Self-care can be practiced in many ways – from ensuring a good night sleep every night and an early morning walk every day, to consulting a professional for healthcare. Self-care helps to build resilience towards stressors in life that one is unable to prevent. Having an effective self-care routine can lead to a number of benefits such as reducing anxiety and depression, improving happiness, increasing energy, reducing burnout, developing stronger interpersonal relationships, finding a sense of purpose in life and also increasing the overall quality of life.


Martínez, N., Connelly, C. D., Pérez, A., & Calero, P. (2021). Self-care: A concept analysis. International Journal of Nursing Sciences, 8(4), 418–425.

Mental Health America. (n.d.). Taking Good Care of Yourself.

Scott, E. (2022, May 23). 5 Self-Care Practices for Every Area of Your Life. Verywell Mind. 

Friday, July 15, 2022

Emotional Dysregulation and how to Overcome it - Dr. Sangeetha Madhu, Aayesha Bano and Neha Vishwakarma

Emotional dysregulation happens when an individual has intense emotional response immediately after a situation or a trigger, which does not fall under the normal range of emotional reactions. When situation like this occurs, one might feel that they are not in control of their emotions, and might find recognizing their emotions difficult and feel confused, guilty, or stressed about their behavior.

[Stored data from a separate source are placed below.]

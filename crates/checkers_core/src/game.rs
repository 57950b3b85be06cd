use crate::board::Position;
use crate::error::RulesError;
use crate::movegen::legal_moves;
use crate::types::Side;
use crate::MoveSource;

/// Hard cap on recorded turns per game. There is no repetition detection, so
/// this is the guard against two policies shuffling kings forever.
pub const MAX_RECORDED_TURNS: usize = 10_000;

#[derive(Clone, Debug)]
pub struct RunnerConfig {
    /// Force-terminate once the red trace exceeds this many snapshots.
    pub max_turns: usize,
}

impl Default for RunnerConfig {
    fn default() -> Self {
        Self {
            max_turns: MAX_RECORDED_TURNS,
        }
    }
}

/// Terminal state of a finished game.
#[derive(Clone, Copy, Debug, PartialEq, Eq)]
pub enum GameOutcome {
    /// One side has no men and no kings left.
    Elimination { winner: Side },
    /// The side to move has pieces but no legal move.
    Stalemate { stuck: Side },
    /// The turn cap fired; the trace is partial but still usable.
    TurnLimit,
}

/// Feature snapshots recorded per side, one per ply before that side's move
/// plus a final snapshot at termination. Each entry is the position's
/// [`feature_snapshot`](Position::feature_snapshot) vector.
#[derive(Clone, Debug, Default, PartialEq, Eq)]
pub struct GameTrace {
    pub red: Vec<[u32; 6]>,
    pub black: Vec<[u32; 6]>,
}

impl GameTrace {
    fn side_mut(&mut self, side: Side) -> &mut Vec<[u32; 6]> {
        match side {
            Side::Red => &mut self.red,
            Side::Black => &mut self.black,
        }
    }
}

#[derive(Clone, Debug)]
pub struct GameReport {
    pub trace: GameTrace,
    pub outcome: GameOutcome,
    /// Plies actually applied.
    pub turns: usize,
}

/// Drives one synchronous game to completion, alternating between the two
/// move sources and recording the trace consumed by the training driver.
#[derive(Clone, Debug, Default)]
pub struct GameRunner {
    config: RunnerConfig,
}

impl GameRunner {
    pub fn new(config: RunnerConfig) -> Self {
        Self { config }
    }

    /// Plays a full game from the standard starting layout.
    pub fn run_game(
        &self,
        red: &mut dyn MoveSource,
        black: &mut dyn MoveSource,
    ) -> Result<GameReport, RulesError> {
        self.run_from(Position::start(), red, black)
    }

    /// Plays a game from an arbitrary position.
    ///
    /// Per ply: snapshot for the side to move, then the terminal checks
    /// (elimination is detected without generating moves, an empty legal set
    /// is a stalemate), then one select-and-apply step. A stale move returned
    /// by a source surfaces as `Err`; the runner itself never retries.
    pub fn run_from(
        &self,
        mut pos: Position,
        red: &mut dyn MoveSource,
        black: &mut dyn MoveSource,
    ) -> Result<GameReport, RulesError> {
        let mut trace = GameTrace::default();
        let mut turns = 0usize;

        let outcome = loop {
            trace.side_mut(pos.turn()).push(pos.feature_snapshot());
            if let Some(winner) = winner_by_elimination(&pos) {
                break GameOutcome::Elimination { winner };
            }
            if trace.red.len() > self.config.max_turns {
                break GameOutcome::TurnLimit;
            }

            let legal = legal_moves(&mut pos);
            if legal.is_empty() {
                break GameOutcome::Stalemate { stuck: pos.turn() };
            }

            let source: &mut dyn MoveSource = match pos.turn() {
                Side::Red => red,
                Side::Black => black,
            };
            let mv = source.choose_move(&pos, &legal);
            pos.apply(&mv)?;
            turns += 1;

            if let Some(winner) = winner_by_elimination(&pos) {
                break GameOutcome::Elimination { winner };
            }
        };

        // Final snapshot for whichever side would have moved next.
        trace.side_mut(pos.turn()).push(pos.feature_snapshot());

        Ok(GameReport {
            trace,
            outcome,
            turns,
        })
    }
}

fn winner_by_elimination(pos: &Position) -> Option<Side> {
    if pos.side_eliminated(Side::Red) {
        Some(Side::Black)
    } else if pos.side_eliminated(Side::Black) {
        Some(Side::Red)
    } else {
        None
    }
}

#[cfg(test)]
#[path = "game_tests.rs"]
mod game_tests;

Some common experiences when a person feels dysregulated are:

·         Feeling spaced out, unable to remember where they are, and also at loss of words.

·         Unable to work properly, trying to get things done at once, but unable to finish anything.

·         Tripping over things, dropping things or even losing things because they are unable to pay attention or concentrate.

·         Having flat voice and facial expressions.

·         Frequent, and uncontrollable mood swings.

·         Feeling at rage, frustrated and anxious.

·         Feeling numb in parts of the body, like hands, mouth, face, nose or feet.

What to do to regulate our emotions well?

·         Taking a pause and focusing on your breathing to calm down.

·         Engaging in some physical movement – shaking and wiggling the body, running, skipping, short exercises.

·         Avoiding driving, making decisions or even having discussions with others until you feel better regulated. 

·         Having a nutritious diet and sleep routine.

·         Inculcating mindfulness and exercising on a daily basis.

·         Having awareness of one’s own emotions and physical self.

It is important to remember that though these strategies can help, there might be instances that they will not be enough to manage the extent of dysregulation. In those situations, it is better to consult a psychologist or a counsellor to discuss our issues and emotions and seek help from a professional who can help in these situations.


Davis, T. (2021, August 23). What Is Emotional Dysregulation? Psychology Today.

Runkle, A. (2018, October 30). How to Know if Your Brain Is Dysregulated, and What to Do About It. PACEsConnection.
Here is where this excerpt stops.